Revisiting the case with the nn-based observable, one could then make the network output one value (regression net), and then define a kde over the set of outputs from a batch of events. The question is then: is there any clear advantage in expressivity or principle from using a kde, softmax, or other methods?

Another interesting question is where these approaches break down, e.g. using a kde in this way seems to be very senstitive to the bandwidth.

It's also worth noting that a kde may make more sense for general use as a candidate for smooth histogramming, but the case of the nn observable may be more nuanced.

Automatic differentiation for data analysis

Hi all,

I have been pointed out to this working group by a college. First some background: I am a researcher in Lattice QCD. I have found that the typical data analysis that we usually done is greatly simplified using automatic differentiation. The most relevant reference is:

Automatic differentiation for error analysis of Monte Carlo data
https://inspirehep.net/literature/1692759

The basic idea is to use AD to keep track of the derivatives of your data analysis results with respect to the input. This is al that is needed for error propagation, and turns out to be useful for sensitivity analysis (i.e. how much does my result depends of this parameter that I have fixed). A complete implementation of these ideas can be found in:

https://gitlab.ift.uam-csic.es/alberto/aderrors.jl

This package (in Julia) keeps track of the derivatives w.r.t the input in your codes. It is quite general and athough the main propose is error analysis in Lattice QCD, I am convinced that the ideas that are explained in the reference and implemented there might have many other applications. In my case it has changed how I do data analysis. An overview of the capabilities of the software (it only touches the basics) is available in a recent proceedings contribution:

Automatic differentiation for error analysis
https://inspirehep.net/literature/1837727

I would be happy to join this working group. I am also happy to give an overview of how we have been using these techniques for the past years, and of course, very interested to learn what you have been doing.

Thanks!

Differentiable analysis: from scratch vs existing methods

An interesting point from the kickoff meeting was that there are broadly two directions that any new tools should try to consider:

Creating a differentiable workflow from scratch
Interfacing with existing approaches

It would be very constructive to highlight the considerations one should make for each case :)

E.g. Kyle Cranmer pointed out that to be truly ‘optimal’, invariant of approach, one should learn the true likelihood function instead of objectives like those targeted by INFERNO (inverse fisher info) or neos (p-value from hyp test).

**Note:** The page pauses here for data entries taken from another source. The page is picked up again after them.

//! The transport: owns the loaded song, the playback clock and the voice bank
//!
//! All methods take `&self`. State lives in a `RefCell` that is never borrowed
//! across an event emission, so listeners may call back into the transport
//! (for example `stop()` from an `ended` handler).

use std::cell::RefCell;
use std::rc::Rc;
use std::time::Duration;

use serde::Serialize;

use super::clock::{AudioClock, Timer};
use super::events::{
    Ended, EndedEvent, ErrorEvent, ErrorRaised, EventBus, EventKind, ListenerId, MidiLoaded, MidiLoadedEvent, Pause,
    PauseEvent, Play, PlayEvent, RateChange, RateChangeEvent, Stop, StopEvent, TimeUpdate, TimeUpdateEvent,
};
use super::synth::{SynthBackend, VoiceBank};
use crate::error::PlayerError;
use crate::midi::{MidiParser, MidiSource, ParsedMidi, SmfParser};

pub const MIN_PLAYBACK_RATE: f64 = 0.5;
pub const MAX_PLAYBACK_RATE: f64 = 2.0;

/// Period of `timeUpdate` emission unless configured otherwise.
pub const DEFAULT_TICK_INTERVAL: Duration = Duration::from_millis(100);

/// Observable transport state.
///
/// `Idle → Loaded → Playing ⇄ Paused → Loaded` (on stop). Any state returns
/// to `Loaded` through a fresh load, or to `Idle` through `dispose` or a failed
/// voice allocation.
#[derive(Debug, Clone, Copy, PartialEq, Eq, Serialize)]
#[serde(rename_all = "camelCase")]
pub enum TransportStatus {
    Idle,
    Loaded,
    Playing,
    Paused,
}

struct TransportState {
    midi: Option<Rc<ParsedMidi>>,
    voices: Option<VoiceBank>,
    is_playing: bool,
    paused: bool,
    /// Authoritative while not playing.
    current_time: f64,
    playback_rate: f64,
    /// Audio clock time at which position 0 would occur at the current rate.
    clock_anchor: f64,
    /// Bumped every time playback is (re)anchored.
    run: u64,
}

impl TransportState {
    fn duration(&self) -> f64 {
        self.midi.as_ref().map_or(0.0, |m| m.duration())
    }

    /// Position at audio time `now`, clamped to the song.
    fn position_at(&self, now: f64) -> f64 {
        if !self.is_playing {
            return self.current_time;
        }
        ((now - self.clock_anchor) * self.playback_rate).clamp(0.0, self.duration())
    }
}

/// MIDI scheduler and playback transport.
///
/// # Example
/// ```
/// use std::rc::Rc;
/// use kplay::midi::{Note, ParsedMidi, Track};
/// use kplay::playback::{IntervalTimer, ManualClock, RecordingSynth, Transport};
///
/// let clock = Rc::new(ManualClock::new());
/// let synth = RecordingSynth::new();
/// let transport = Transport::new(clock.clone(), Rc::new(IntervalTimer::new()), Box::new(synth.clone()));
///
/// let song = ParsedMidi::new(vec![Track::new(None, vec![Note::new("C4", 1.0, 0.5, 0.8)])]).unwrap();
/// transport.load_parsed(song).unwrap();
/// transport.play();
///
/// clock.advance(0.75);
/// transport.tick();
/// assert_eq!(transport.current_time(), 0.75);
/// assert_eq!(synth.triggers()[0].start, 1.0);
/// ```
pub struct Transport {
    state: RefCell<TransportState>,
    events: EventBus,
    clock: Rc<dyn AudioClock>,
    timer: Rc<dyn Timer>,
    backend: RefCell<Box<dyn SynthBackend>>,
    parser: Box<dyn MidiParser>,
    tick_interval: Duration,
}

List of HEP primitives to make differentiable

It was pointed out in the IRIS-HEP analysis systems meeting today that it would be good to compile a list of operations in HEP workflows that are not normally differentiable, e.g. cutting and histogramming data.

The (evolving) list — please add below!

Histograms
Cuts
Fitting

Advantages of differentiable analyses

One great aspect of a differentiable analysis workflow is that it allows to use gradient-based methods to optimize the analysis. This might mean for example optimizing a jet pT cut to minimize the uncertainty of a parameter of interest.

There are likely other interesting things that become possible with differentiable workflows. It is worth thinking about what might specifically be useful for HEP.

An example might be the following: An analysis observes a mis-modelling in the form of a slope in the ratio of data vs model prediction as a function of jet pT. A question might be "is this related to the high lepton pT cut we apply?". This could be studied by scanning over lepton pT cuts and evaluating the data / model slope, or more efficiently by evaluating the gradient wrt. the lepton pT cut.

It would be especially interesting if it turns out that there are things that only become possible with a differentiable workflow (maybe when brute-force parameter scans would be computationally prohibitive).